As mentioned in the Data Protection board's report, European policymakers and technologists have acknowledged that the majority of material these backdoors flag will be false positives, or that they will represent hashes of infringing material now so well known that it won't be of any use. We couldn't have asked for a better example of this type of technology going wrong than Google's recent, inaccurate, and unjust flagging of a concerned father's medical inquiry as explicit, illegal imagery. Some would argue that it's acceptable to target criminals with measures like chat control, yet experience has shown that even when nominally targeting criminals, it's the broader public that suffers. Restricting end-to-end encryption is little more than attempting to make a certain kind of math off-limits to law-abiding citizens, and when this happens, only criminals will be using encryption. As activists for software freedom and every kind of digital liberty are well aware, these encroachments aren't liable to stop once they begin. Backdoors into encrypted services harm everyone's privacy, up to and including those that it's trying to protect.

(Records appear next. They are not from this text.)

//! Pair coordinator: runs the front side, then the back side, and merges
//! the two into a single pair record.

use cardlab_common::events::{CardSide, StepKind};
use tokio_util::sync::CancellationToken;
use uuid::Uuid;

use crate::models::{CardPair, GradeRecord, PairResult, SideResult, StepPlan};
use crate::services::card_processor::SideProcessor;
use crate::services::narrator::Narrator;
use crate::services::tool_client::ToolSuite;

pub struct PairCoordinator<'a> {
    tools: &'a ToolSuite,
    narrator: &'a Narrator,
    confidence_threshold: f32,
}

impl<'a> PairCoordinator<'a> {
    pub fn new(tools: &'a ToolSuite, narrator: &'a Narrator, confidence_threshold: f32) -> Self {
        Self { tools, narrator, confidence_threshold }
    }

    /// Process one card pair. Both images must be present; a missing side is
    /// fatal for the pair and no capability is invoked for it. The front runs
    /// to completion before the back starts, so identification and grading
    /// narration arrives in a predictable order.
    pub async fn process_pair(
        &self,
        session_id: Uuid,
        pair_index: usize,
        pair: &CardPair,
        plan: &StepPlan,
        cancel: CancellationToken,
    ) -> PairResult {
        let front_image = match pair.front() {
            Some(image) => image.to_vec(),
            None => {
                let message = "No front image data provided";
                self.narrator
                    .narrate(
                        session_id,
                        StepKind::Error,
                        format!("Card pair {}: {}", pair_index + 1, message),
                    )
                    .await;
                return PairResult::fatal(pair_index, message);
            }
        };
        let back_image = match pair.back() {
            Some(image) => image.to_vec(),
            None => {
                let message = "No back image data provided";
                self.narrator
                    .narrate(
                        session_id,
                        StepKind::Error,
                        format!("Card pair {}: {}", pair_index + 1, message),
                    )
                    .await;
                return PairResult::fatal(pair_index, message);
            }
        };

        let front = SideProcessor::new(
            self.tools,
            self.narrator,
            session_id,
            pair_index,
            CardSide::Front,
            self.confidence_threshold,
            cancel.clone(),
        )
        .process(front_image, plan, true)
        .await;

        let back = SideProcessor::new(
            self.tools,
            self.narrator,
            session_id,
            pair_index,
            CardSide::Back,
            self.confidence_threshold,
            cancel,
        )
        .process(back_image, plan, false)
        .await;

        merge_pair_results(pair_index, front, back)
    }
}

/// Merge the two side results into the pair record.
///
/// Completed steps and errors carry `front_`/`back_` prefixes so batch
/// tallies can distinguish sides. Identification and the listing description
/// come from the front; the grade is the averaged combination of both sides.
pub fn merge_pair_results(pair_index: usize, front: SideResult, back: SideResult) -> PairResult {
    let mut steps_completed = Vec::with_capacity(
        front.steps_completed.len() + back.steps_completed.len(),
    );
    steps_completed.extend(front.steps_completed.iter().map(|s| format!("front_{}", s)));
    steps_completed.extend(back.steps_completed.iter().map(|s| format!("back_{}", s)));

    let mut errors = Vec::with_capacity(front.errors.len() + back.errors.len());
    errors.extend(front.errors.iter().map(|e| format!("front_{}", e)));
    errors.extend(back.errors.iter().map(|e| format!("back_{}", e)));

    let grade = combine_grades(front.outputs.grade.clone(), back.outputs.grade.clone());
    let identification = front.outputs.identification.clone();
    let listing_description = front.outputs.listing_description.clone();

    PairResult {
        pair_index,
        steps_completed,
        front: front.outputs,
        back: back.outputs,
        identification,
        grade,
        listing_description,
        errors,
    }
}

/// Combine two side grades into one pair grade.
///
/// Each numeric sub-score is averaged when both sides carry it, otherwise
/// the present side's value passes through unchanged. The condition label
/// and the analysis image URL prefer the front side. One-sided grades are
/// returned as-is.
pub fn combine_grades(
    front: Option<GradeRecord>,
    back: Option<GradeRecord>,
) -> Option<GradeRecord> {
    match (front, back) {
        (Some(front), Some(back)) => Some(GradeRecord {
            corners: average(front.corners, back.corners),
            edges: average(front.edges, back.edges),
            surface: average(front.surface, back.surface),
            centering: average(front.centering, back.centering),
            final_grade: average(front.final_grade, back.final_grade),
            condition: front.condition.or(back.condition),
            analysis_image_url: front.analysis_image_url.or(back.analysis_image_url),
        }),
        (only, None) => only,
        (None, only) => only,
    }
}

fn average(a: Option<f32>, b: Option<f32>) -> Option<f32> {
    match (a, b) {
        (Some(a), Some(b)) => Some((a + b) / 2.0),
        (one, None) => one,
        (None, one) => one,
    }
}

#[cfg(test)]
mod tests {
    use super::*;
    use crate::models::{CardMatch, Identification, SideOutputs};

    fn grade(
        corners: Option<f32>,
        edges: Option<f32>,
        surface: Option<f32>,
        centering: Option<f32>,
        final_grade: Option<f32>,
    ) -> GradeRecord {
        GradeRecord { corners, edges, surface, centering, final_grade, ..Default::default() }
    }

    #[test]
    fn combined_grade_averages_each_subscore() {
        let front = grade(Some(8.0), Some(9.0), Some(8.0), Some(9.0), Some(8.5));
        let back = grade(Some(6.0), Some(7.0), Some(6.0), Some(7.0), Some(6.5));

        let combined = combine_grades(Some(front), Some(back)).unwrap();
        assert_eq!(combined.corners, Some(7.0));
        assert_eq!(combined.edges, Some(8.0));
        assert_eq!(combined.surface, Some(7.0));
        assert_eq!(combined.centering, Some(8.0));
        assert_eq!(combined.final_grade, Some(7.5));
    }

    #[test]
    fn one_sided_grade_passes_through_unchanged() {
        let back = grade(Some(6.0), None, Some(7.0), None, Some(6.5));
        let combined = combine_grades(None, Some(back)).unwrap();
        assert_eq!(combined.corners, Some(6.0));
        assert_eq!(combined.edges, None);
        assert_eq!(combined.final_grade, Some(6.5));

        assert!(combine_grades(None, None).is_none());
    }

    #[test]
    fn missing_subscore_on_one_side_uses_the_other() {
        let front = grade(Some(8.0), None, None, Some(9.0), None);
        let back = grade(Some(6.0), Some(7.0), None, None, None);

        let combined = combine_grades(Some(front), Some(back)).unwrap();
        assert_eq!(combined.corners, Some(7.0));
        assert_eq!(combined.edges, Some(7.0));
        assert_eq!(combined.surface, None);
        assert_eq!(combined.centering, Some(9.0));
    }

    #[test]
    fn condition_and_analysis_url_prefer_front() {
        let front = GradeRecord {
            condition: Some("Near Mint".into()),
            analysis_image_url: Some("http://grader/front.png".into()),
            ..Default::default()
        };
        let back = GradeRecord {
            condition: Some("Played".into()),
            analysis_image_url: Some("http://grader/back.png".into()),
            ..Default::default()
        };

        let combined = combine_grades(Some(front), Some(back)).unwrap();
        assert_eq!(combined.condition.as_deref(), Some("Near Mint"));
        assert_eq!(combined.analysis_image_url.as_deref(), Some("http://grader/front.png"));
    }

    #[test]
    fn errors_carry_side_prefixes() {
        let front = SideResult {
            errors: vec!["rotate_image failed: boom".into()],
            ..Default::default()
        };
        let back = SideResult {
            errors: vec!["grade_card failed: tool call timed out after 180s".into()],
            ..Default::default()
        };

        let merged = merge_pair_results(0, front, back);
        assert_eq!(
            merged.errors,
            vec![
                "front_rotate_image failed: boom",
                "back_grade_card failed: tool call timed out after 180s",
            ]
        );
    }

    #[test]
    fn merge_prefixes_steps_and_takes_front_identification() {
        let front = SideResult {
            steps_completed: vec!["background_removed".into(), "identified".into()],
            outputs: SideOutputs {
                identification: Some(Identification {
                    best: Some(CardMatch {
                        name: "Charizard".into(),
                        set_name: None,
                        number: None,
                    }),
                    confidence: 0.95,
                }),
                ..Default::default()
            },
            errors: Vec::new(),
        };
        let back = SideResult {
            steps_completed: vec!["background_removed".into()],
            outputs: SideOutputs::default(),
            errors: vec!["grade_card failed: boom".into()],
        };

        let merged = merge_pair_results(3, front, back);
        assert_eq!(
            merged.steps_completed,
            vec!["front_background_removed", "front_identified", "back_background_removed"]
        );
        assert_eq!(merged.errors, vec!["back_grade_card failed: boom"]);
        assert_eq!(merged.identification.as_ref().unwrap().display_name(), "Charizard");
        assert_eq!(merged.pair_index, 3);
        assert!(!merged.is_clean());
    }
}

As the way we interact with each other becomes ever more mediated by technology, the circumstances under which we share our most private thoughts and feelings matter more than ever. This is particularly the case for young adults coming to terms with their own identity, and the last thing this already difficult time in a person's life needs is a petty bureaucrat monitoring what they share, think, and feel. Especially where self-discovery is concerned, we ought to respect minors enough to allow them secure and encrypted communications with one another, without the prying eyes of bigoted parents or even bigoted bureaucrats.
Freedom and privacy should be the legacy that we leave children, not a technological infrastructure that deprives them of these rights, or worse, implies that they never existed in the first place. Having the best of intentions doesn't matter: once the backdoor is open, there's no closing it. Protecting children from harm is as noble of a goal as it always was, but placing backdoors in how we talk and share isn't the way to go about it.
The call for feedback has finished, and the proposal will be further discussed. We know from some member states that they are organizing protests and other ways to publicly show objection. We ask you to join these efforts to make sure that in these discussion rounds the voices of the people that are represented continue to be heard, and this injustice will be stopped.
The movement for freedom, security, and privacy can always use people who understand and recognize its importance. We recommend starting a conversation with your friends and family about the need for privacy in our communications, perhaps by offering to go through the FSF's Email Self-Defense guide with them.